John A. Carranza // Coronavirus, or COVID-19, has disrupted daily life for people around the world as medical experts, scientists, and nations rush to halt the spread of this virus. In the United States, Americans have put their lives on hold to practice social distancing and quarantine when infected. Grocery store employees, delivery service workers, and janitorial staff have assumed the primary, and risky, roles of keeping society operating.  Medical professionals, such as nurses, have also been key to addressing the pandemic. In fact, for World Health Day 2020, the World Health Organization (WHO) recognized the work of nurses and midwives on the frontlines of the pandemic response “providing high quality, respectful treatment and care, leading community dialogue…and, in some instances, collecting data for clinical studies.” Nurses bring a unique sense of expertise and compassion to the healthcare space.

On April 7, 2020, CNN reported a brief coronavirus update—a semi-permanent fixture on its homepage—about a nurse named Juliana Morawski who came out of retirement to offer her assistance in the pandemic. Morawski told the reporter, “I’ve never seen emergency departments or nursing or any of the services…under so much threat. And it’s a family. So when family is threatened, you try to step up as much as you can.” Morawski’s dedication and service to the sick are characteristics of the nursing profession. Furthermore, caring as a critical component of nursing has also been one of the features of the profession that evolved and was taught in nursing school curricula throughout the late 1980s and into the 1990s (Malka 128-131). These attributes were last brought into stark relief during the early years of the AIDS epidemic in the United States, where nurses offered a complete plan of care and engaged in discussions about the goals of their profession when stigma was attached to AIDS patients (McGarrahan 6-7).

The role of nurses in providing care and education during the coronavirus pandemic highlights what the anthropologist Victor Turner calls a social drama. For Turner, the manifestation of a social drama always highlights the divisions within society that are brought to a head when a crisis occurs. The crisis is resolved when the parties seek some form of redress that allow for the evaluation of society as a whole (Turner 10-11). Coronavirus has provided the crucial venue for this particular social drama to play out.

Where Americans seek leadership and reassurance, they find a government that is fractured and frequently at odds with other agencies. For example, President Trump (who has no medical credentials or education in public health) has advocated for the use of hydroxychloroquine, an unproven anti-malaria medication, over the objections of Dr.

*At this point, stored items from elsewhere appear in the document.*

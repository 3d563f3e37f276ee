//! Arithmetic operators. Every operator returns its result in canonical form.

use std::ops::{Add, AddAssign, Div, Mul, MulAssign, Neg, Sub, SubAssign};
use super::{build::negate, Expr};

macro_rules! impl_binary {
    ($trait:ident, $method:ident, |$lhs:ident, $rhs:ident| $body:expr) => {
        impl $trait<Expr> for Expr {
            type Output = Expr;

            fn $method(self, rhs: Expr) -> Expr {
                let ($lhs, $rhs) = (&self, &rhs);
                $body
            }
        }

        impl $trait<&Expr> for Expr {
            type Output = Expr;

            fn $method(self, rhs: &Expr) -> Expr {
                let ($lhs, $rhs) = (&self, rhs);
                $body
            }
        }

        impl $trait<Expr> for &Expr {
            type Output = Expr;

            fn $method(self, rhs: Expr) -> Expr {
                let ($lhs, $rhs) = (self, &rhs);
                $body
            }
        }

        impl $trait<&Expr> for &Expr {
            type Output = Expr;

            fn $method(self, rhs: &Expr) -> Expr {
                let ($lhs, $rhs) = (self, rhs);
                $body
            }
        }
    };
}

impl_binary!(Add, add, |lhs, rhs| Expr::sum([lhs.clone(), rhs.clone()]));
impl_binary!(Sub, sub, |lhs, rhs| Expr::sum([lhs.clone(), negate(rhs)]));
impl_binary!(Mul, mul, |lhs, rhs| Expr::product([lhs.clone(), rhs.clone()]));
impl_binary!(Div, div, |lhs, rhs| Expr::product([lhs.clone(), rhs.pow(-1)]));

impl Neg for Expr {
    type Output = Expr;

    fn neg(self) -> Expr {
        negate(&self)
    }
}

impl Neg for &Expr {
    type Output = Expr;

    fn neg(self) -> Expr {
        negate(self)
    }
}

impl AddAssign<&Expr> for Expr {
    fn add_assign(&mut self, rhs: &Expr) {
        *self = &*self + rhs;
    }
}

impl AddAssign<Expr> for Expr {
    fn add_assign(&mut self, rhs: Expr) {
        *self = &*self + rhs;
    }
}

impl SubAssign<&Expr> for Expr {
    fn sub_assign(&mut self, rhs: &Expr) {
        *self = &*self - rhs;
    }
}

impl SubAssign<Expr> for Expr {
    fn sub_assign(&mut self, rhs: Expr) {
        *self = &*self - rhs;
    }
}

impl MulAssign<&Expr> for Expr {
    fn mul_assign(&mut self, rhs: &Expr) {
        *self = &*self * rhs;
    }
}

impl MulAssign<Expr> for Expr {
    fn mul_assign(&mut self, rhs: Expr) {
        *self = &*self * rhs;
    }
}

impl std::iter::Sum for Expr {
    fn sum<I: Iterator<Item = Expr>>(iter: I) -> Self {
        Expr::sum(iter)
    }
}

impl std::iter::Product for Expr {
    fn product<I: Iterator<Item = Expr>>(iter: I) -> Self {
        Expr::product(iter)
    }
}
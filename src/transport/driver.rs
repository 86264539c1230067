use crate::device::{DeviceIdentity, HardwareAddress};
use crate::transport::error::TransportResult;
use crate::transport::types::{Advertisement, Opcode, RemoteFile, ScanRequest, SessionHandle};
use async_trait::async_trait;
use bytes::Bytes;

/// Short-range radio driver. One physical radio per process; callers must not
/// overlap a scan with a connect.
#[async_trait]
pub trait RadioDriver: Send + Sync {
    /// Listen for advertisements until `request.timeout` elapses.
    async fn scan(&self, request: ScanRequest) -> TransportResult<Vec<Advertisement>>;

    /// Abort a running scan. Drivers without explicit cancellation may ignore it.
    async fn stop_scan(&self) -> TransportResult<()> {
        Ok(())
    }

    async fn connect(&self, address: HardwareAddress) -> TransportResult<SessionHandle>;

    async fn disconnect(&self, handle: SessionHandle) -> TransportResult<()>;

    async fn request(
        &self,
        handle: SessionHandle,
        campaign_id: u64,
        opcode: Opcode,
    ) -> TransportResult<Bytes>;
}

/// Optional faster local-network channel to the same device.
#[async_trait]
pub trait BulkDriver: Send + Sync {
    async fn is_reachable(&self, device: &DeviceIdentity) -> bool;

    async fn download(
        &self,
        device: &DeviceIdentity,
        campaign_id: u64,
        file: &RemoteFile,
    ) -> TransportResult<Bytes>;
}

Anthony Fauci, who has been the director of the National Institute of Allergy and Infectious Diseases for more than thirty five years. Where health insurance is tied to employment, many poorer Americans, especially those of racial minority groups, will be affected as they lose their jobs in large numbers and will not have access to crucial medical care. Along with a shortage in ventilators, is a shortage of respiratory therapists and medications used to sedate patients. However, in the face of instability, the one constant source of reassurance is the strength and trust in medical professionals such as nurses. Americans of all political stripes can look at the face of a nurse whose personal protective equipment has left deep purple bruises, and sympathize. These are the same people who might share in the pain of being unable to hug their children after a long day at work for fear of passing infection. The ability to empathize with healthcare workers is crucial for the steps that follow the peak of the epidemic.

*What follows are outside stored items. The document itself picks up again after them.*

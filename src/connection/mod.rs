pub mod manager;

pub use manager::ConnectionManager;
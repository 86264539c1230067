use crate::backend::{BackendApi, BackendError, BackendResult, BleStatus, UploadReceipt, UploadRequest};
use crate::device::{DeviceId, UploadContext};
use async_trait::async_trait;
use parking_lot::RwLock;
use std::collections::HashSet;
use std::sync::atomic::{AtomicBool, AtomicU32, Ordering};
use std::time::Duration;

#[derive(Debug, Clone, PartialEq, Eq)]
pub struct RecordedUpload {
    pub context: UploadContext,
    pub campaign_id: u64,
    pub file_name: String,
    pub size: usize,
}

/// Simulated backend recording every call.
#[derive(Default)]
pub struct SimBackend {
    uploads: RwLock<Vec<RecordedUpload>>,
    statuses: RwLock<Vec<(DeviceId, BleStatus)>>,
    failing_files: RwLock<HashSet<String>>,
    fail_all_uploads: AtomicBool,
    fail_statuses: AtomicBool,
    upload_attempts: AtomicU32,
    upload_latency: RwLock<Duration>,
}

impl SimBackend {
    pub fn new() -> Self {
        Self::default()
    }

    /// Uploads of `name` fail until cleared
    pub fn fail_file(&self, name: &str) {
        self.failing_files.write().insert(name.to_string());
    }

    pub fn clear_failures(&self) {
        self.failing_files.write().clear();
        self.fail_all_uploads.store(false, Ordering::SeqCst);
    }

    pub fn fail_all_uploads(&self, fail: bool) {
        self.fail_all_uploads.store(fail, Ordering::SeqCst);
    }

    pub fn fail_statuses(&self, fail: bool) {
        self.fail_statuses.store(fail, Ordering::SeqCst);
    }

    /// Time each upload takes before it is accepted or rejected
    pub fn set_upload_latency(&self, latency: Duration) {
        *self.upload_latency.write() = latency;
    }

    pub fn uploads(&self) -> Vec<RecordedUpload> {
        self.uploads.read().clone()
    }

    pub fn uploaded_names(&self) -> Vec<String> {
        self.uploads.read().iter().map(|u| u.file_name.clone()).collect()
    }

    pub fn upload_attempts(&self) -> u32 {
        self.upload_attempts.load(Ordering::SeqCst)
    }

    pub fn statuses(&self) -> Vec<(DeviceId, BleStatus)> {
        self.statuses.read().clone()
    }
}

#[async_trait]
impl BackendApi for SimBackend {
    async fn post_ble_status(&self, device_id: DeviceId, status: BleStatus) -> BackendResult<()> {
        if self.fail_statuses.load(Ordering::SeqCst) {
            return Err(BackendError::Status {
                status: 503,
                body: "unavailable".into(),
            });
        }
        self.statuses.write().push((device_id, status));
        Ok(())
    }

    async fn upload_file(&self, request: UploadRequest) -> BackendResult<UploadReceipt> {
        self.upload_attempts.fetch_add(1, Ordering::SeqCst);
        let latency = *self.upload_latency.read();
        if !latency.is_zero() {
            tokio::time::sleep(latency).await;
        }
        if self.fail_all_uploads.load(Ordering::SeqCst)
            || self.failing_files.read().contains(&request.file_name)
        {
            return Err(BackendError::Status {
                status: 500,
                body: format!("could not store {}", request.file_name),
            });
        }

        let mut uploads = self.uploads.write();
        uploads.push(RecordedUpload {
            context: request.context,
            campaign_id: request.campaign_id,
            file_name: request.file_name,
            size: request.data.len(),
        });
        Ok(UploadReceipt {
            remote_id: Some(format!("sim-{}", uploads.len())),
        })
    }
}
//! Prometheus exporter
//!
//! Optional for embedders: the recording functions are no-ops until a
//! recorder is installed.

use crate::metrics::recorder::init_metrics;
use metrics_exporter_prometheus::{PrometheusBuilder, PrometheusHandle};
use serde::{Deserialize, Serialize};
use std::net::SocketAddr;
use std::sync::OnceLock;

static PROMETHEUS_HANDLE: OnceLock<PrometheusHandle> = OnceLock::new();

#[derive(Debug, Clone, Serialize, Deserialize)]
#[serde(default)]
pub struct MetricsConfig {
    /// Scrape listener; `None` installs the recorder without serving HTTP,
    /// leaving rendering to [`render_metrics`]
    pub listen_addr: Option<SocketAddr>,
}

impl Default for MetricsConfig {
    fn default() -> Self {
        Self {
            listen_addr: Some(SocketAddr::from(([0, 0, 0, 0], 9464))),
        }
    }
}

impl MetricsConfig {
    pub fn with_addr(addr: SocketAddr) -> Self {
        Self {
            listen_addr: Some(addr),
        }
    }

    pub fn render_only() -> Self {
        Self { listen_addr: None }
    }
}

#[derive(Debug, thiserror::Error)]
pub enum MetricsError {
    #[error("Failed to setup metrics: {0}")]
    SetupFailed(String),
}

/// Install the Prometheus recorder. Only the first call installs; later
/// calls return the existing handle. Serving HTTP requires a running Tokio
/// runtime.
pub fn start_metrics_server(
    config: MetricsConfig,
) -> Result<&'static PrometheusHandle, MetricsError> {
    init_metrics();

    if let Some(handle) = PROMETHEUS_HANDLE.get() {
        return Ok(handle);
    }

    let handle = match config.listen_addr {
        Some(addr) => {
            let builder = PrometheusBuilder::new().with_http_listener(addr);
            let (recorder, exporter) = builder
                .build()
                .map_err(|e| MetricsError::SetupFailed(e.to_string()))?;
            let handle = recorder.handle();
            metrics::set_global_recorder(recorder)
                .map_err(|e| MetricsError::SetupFailed(e.to_string()))?;
            tokio::spawn(async move {
                if let Err(e) = exporter.await {
                    tracing::warn!("Metrics listener stopped: {:?}", e);
                }
            });
            handle
        }
        None => PrometheusBuilder::new()
            .install_recorder()
            .map_err(|e| MetricsError::SetupFailed(e.to_string()))?,
    };

    Ok(PROMETHEUS_HANDLE.get_or_init(|| handle))
}

/// Render the current metrics in the Prometheus text format
pub fn render_metrics() -> Option<String> {
    PROMETHEUS_HANDLE.get().map(|h| h.render())
}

The United States has yet to experience the worst of coronavirus infections within its borders, but there is no doubt that it will come to shape the future of the country. Rebecca L. Spang has reasoned that change in society is already underway and being ushered along by the pandemic itself. Those in positions to make the most of societal redress are nurses and other medical professionals on the frontlines of the fight against coronavirus by calling for improved healthcare and more cohesive plans in addressing future pandemics.

Works Cited

Malka, Susan Gelfand. Daring to Care: American Nursing and Second-Wave Feminism. University of Illinois Press, 2007.

McGarrahan, Peggy. Transcending AIDS: Nurses and HIV Patients in New York City. University of Pennsylvania Press, 1994.

Turner, Victor. From Ritual to Theatre: The Human Seriousness of Play. PAJ Publications, 1982.

For a more complete history of the early years of nursing in America, see:

Reverby, Susan. Ordered to Care: The Dilemma of American Nursing, 1850-1945. Cambridge University Press, 1987.